>>>>
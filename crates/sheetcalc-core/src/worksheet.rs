//! Worksheet type

use std::collections::{BTreeMap, BTreeSet};

use crate::cell::{CellAddress, CellRange, CellValue};
use crate::error::{Error, Result};
use crate::{MAX_COLS, MAX_ROWS};

/// A single sheet: sparse cell storage plus row visibility
///
/// Cells are keyed by `(row, col)` so iteration is row-major, which is the
/// order range reads and SUBTOTAL filtering expect.
#[derive(Debug, Clone, Default)]
pub struct Worksheet {
    name: String,
    cells: BTreeMap<(u32, u16), CellValue>,
    hidden_rows: BTreeSet<u32>,
}

impl Worksheet {
    /// Create a new worksheet with the given name
    pub fn new<S: Into<String>>(name: S) -> Self {
        Self {
            name: name.into(),
            ..Self::default()
        }
    }

    /// Get the sheet name
    pub fn name(&self) -> &str {
        &self.name
    }

    pub(crate) fn set_name<S: Into<String>>(&mut self, name: S) {
        self.name = name.into();
    }

    // === Cell Access ===

    /// Get cell value by address string (e.g., "A1")
    pub fn get_value(&self, address: &str) -> Result<CellValue> {
        let addr = CellAddress::parse(address)?;
        Ok(self.get_value_at(addr.row, addr.col))
    }

    /// Get cell value by indices (blank cells read as [`CellValue::Empty`])
    pub fn get_value_at(&self, row: u32, col: u16) -> CellValue {
        self.cells.get(&(row, col)).cloned().unwrap_or_default()
    }

    /// Borrow a stored cell, if any
    pub fn cell_at(&self, row: u32, col: u16) -> Option<&CellValue> {
        self.cells.get(&(row, col))
    }

    /// Get the formula text at a cell position (if it's a formula)
    pub fn cell_formula_at(&self, row: u32, col: u16) -> Option<&str> {
        self.cells.get(&(row, col)).and_then(CellValue::formula_text)
    }

    // === Cell Modification ===

    /// Set a cell value by address string
    pub fn set_cell_value<V: Into<CellValue>>(&mut self, address: &str, value: V) -> Result<()> {
        let addr = CellAddress::parse(address)?;
        self.set_cell_value_at(addr.row, addr.col, value)
    }

    /// Set a cell value by row and column indices
    ///
    /// Writing [`CellValue::Empty`] clears the cell.
    pub fn set_cell_value_at<V: Into<CellValue>>(
        &mut self,
        row: u32,
        col: u16,
        value: V,
    ) -> Result<()> {
        validate_cell_position(row, col)?;
        match value.into() {
            CellValue::Empty => {
                self.cells.remove(&(row, col));
            }
            value => {
                self.cells.insert((row, col), value);
            }
        }
        Ok(())
    }

    /// Set a cell formula by address string
    pub fn set_cell_formula(&mut self, address: &str, formula: &str) -> Result<()> {
        let addr = CellAddress::parse(address)?;
        self.set_cell_formula_at(addr.row, addr.col, formula)
    }

    /// Set a cell formula by indices; the text must start with '='
    pub fn set_cell_formula_at(&mut self, row: u32, col: u16, formula: &str) -> Result<()> {
        if !formula.trim_start().starts_with('=') {
            return Err(Error::NotAFormula(formula.to_string()));
        }
        self.set_cell_value_at(row, col, CellValue::formula(formula.trim_start()))
    }

    /// Store the computed result of a formula cell
    pub fn set_formula_result(&mut self, row: u32, col: u16, value: CellValue) -> Result<()> {
        match self.cells.get_mut(&(row, col)) {
            Some(CellValue::Formula { cached_value, .. }) => {
                *cached_value = Some(Box::new(value));
                Ok(())
            }
            _ => Err(Error::NotAFormula(
                CellAddress::new(row, col).to_string(),
            )),
        }
    }

    /// Clear a cell by indices
    pub fn clear_cell_at(&mut self, row: u32, col: u16) {
        self.cells.remove(&(row, col));
    }

    // === Row visibility ===

    /// Check if row is hidden
    pub fn is_row_hidden(&self, row: u32) -> bool {
        self.hidden_rows.contains(&row)
    }

    /// Set row hidden state
    pub fn set_row_hidden(&mut self, row: u32, hidden: bool) {
        if hidden {
            self.hidden_rows.insert(row);
        } else {
            self.hidden_rows.remove(&row);
        }
    }

    /// Indices of all hidden rows, ascending
    pub fn hidden_rows(&self) -> impl Iterator<Item = u32> + '_ {
        self.hidden_rows.iter().copied()
    }

    // === Range Operations ===

    /// Get the used range (bounds of all non-empty cells)
    pub fn used_range(&self) -> Option<CellRange> {
        let mut keys = self.cells.keys();
        let &(first_row, first_col) = keys.next()?;
        let (mut min_col, mut max_row, mut max_col) = (first_col, first_row, first_col);
        for &(row, col) in keys {
            min_col = min_col.min(col);
            max_col = max_col.max(col);
            max_row = max_row.max(row);
        }
        Some(CellRange::from_indices(first_row, min_col, max_row, max_col))
    }

    /// Number of stored (non-empty) cells
    pub fn cell_count(&self) -> usize {
        self.cells.len()
    }

    /// Check if the worksheet has no stored cells
    pub fn is_empty(&self) -> bool {
        self.cells.is_empty()
    }

    /// Iterate over all stored cells in row-major order
    pub fn iter_cells(&self) -> impl Iterator<Item = (u32, u16, &CellValue)> {
        self.cells.iter().map(|(&(row, col), value)| (row, col, value))
    }

    /// Iterate over all formula cells: (row, col, formula_text)
    pub fn formula_cells(&self) -> impl Iterator<Item = (u32, u16, &str)> {
        self.iter_cells()
            .filter_map(|(row, col, value)| value.formula_text().map(|text| (row, col, text)))
    }
}

fn validate_cell_position(row: u32, col: u16) -> Result<()> {
    if row >= MAX_ROWS {
        return Err(Error::RowOutOfBounds(row, MAX_ROWS - 1));
    }
    if col >= MAX_COLS {
        return Err(Error::ColumnOutOfBounds(col, MAX_COLS - 1));
    }
    Ok(())
}

#[cfg(test)]
mod tests {
    use super::*;
    use pretty_assertions::assert_eq;

    #[test]
    fn test_set_and_get_values() {
        let mut sheet = Worksheet::new("Data");
        sheet.set_cell_value("B2", 10.0).unwrap();
        sheet.set_cell_value("C3", "text").unwrap();

        assert_eq!(sheet.get_value("B2").unwrap(), CellValue::Number(10.0));
        assert_eq!(sheet.get_value_at(2, 2), CellValue::Text("text".into()));
        assert_eq!(sheet.get_value("Z99").unwrap(), CellValue::Empty);
        assert_eq!(sheet.cell_count(), 2);
    }

    #[test]
    fn test_writing_empty_clears() {
        let mut sheet = Worksheet::new("Data");
        sheet.set_cell_value("A1", 1).unwrap();
        sheet.set_cell_value("A1", CellValue::Empty).unwrap();
        assert!(sheet.is_empty());
    }

    #[test]
    fn test_formula_cells() {
        let mut sheet = Worksheet::new("Data");
        sheet.set_cell_formula("A3", "=SUBTOTAL(9,A1:A2)").unwrap();
        assert_eq!(sheet.cell_formula_at(2, 0), Some("=SUBTOTAL(9,A1:A2)"));
        assert!(sheet.set_cell_formula("A4", "SUM(A1)").is_err());

        sheet.set_formula_result(2, 0, CellValue::Number(3.0)).unwrap();
        assert_eq!(
            sheet.get_value_at(2, 0).effective_value(),
            &CellValue::Number(3.0)
        );
        assert!(sheet.set_formula_result(0, 0, CellValue::Empty).is_err());
        assert_eq!(sheet.formula_cells().count(), 1);
    }

    #[test]
    fn test_hidden_rows() {
        let mut sheet = Worksheet::new("Data");
        sheet.set_row_hidden(4, true);
        sheet.set_row_hidden(2, true);
        assert!(sheet.is_row_hidden(4));
        assert_eq!(sheet.hidden_rows().collect::<Vec<_>>(), vec![2, 4]);

        sheet.set_row_hidden(4, false);
        assert!(!sheet.is_row_hidden(4));
    }

    #[test]
    fn test_used_range() {
        let mut sheet = Worksheet::new("Data");
        assert_eq!(sheet.used_range(), None);

        sheet.set_cell_value("C2", 1).unwrap();
        sheet.set_cell_value("A5", 2).unwrap();
        assert_eq!(sheet.used_range(), Some(CellRange::parse("A2:C5").unwrap()));
    }

    #[test]
    fn test_position_bounds() {
        let mut sheet = Worksheet::new("Data");
        assert!(sheet.set_cell_value_at(MAX_ROWS, 0, 1).is_err());
        assert!(sheet.set_cell_value_at(0, MAX_COLS, 1).is_err());
    }
}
<<<<
**REQUIREMENT**: Using the data above, reproduce exactly the lines from the line that contains "pub fn formula_cells(&self)" through the line that contains "use super::*;", including both.

**RESPONSE TO THE EXERCISE**:
    pub fn formula_cells(&self) -> impl Iterator<Item = (u32, u16, &str)> {
        self.iter_cells()
            .filter_map(|(row, col, value)| value.formula_text().map(|text| (row, col, text)))
    }
}

fn validate_cell_position(row: u32, col: u16) -> Result<()> {
    if row >= MAX_ROWS {
        return Err(Error::RowOutOfBounds(row, MAX_ROWS - 1));
    }
    if col >= MAX_COLS {
        return Err(Error::ColumnOutOfBounds(col, MAX_COLS - 1));
    }
    Ok(())
}

#[cfg(test)]
mod tests {
    use super::*;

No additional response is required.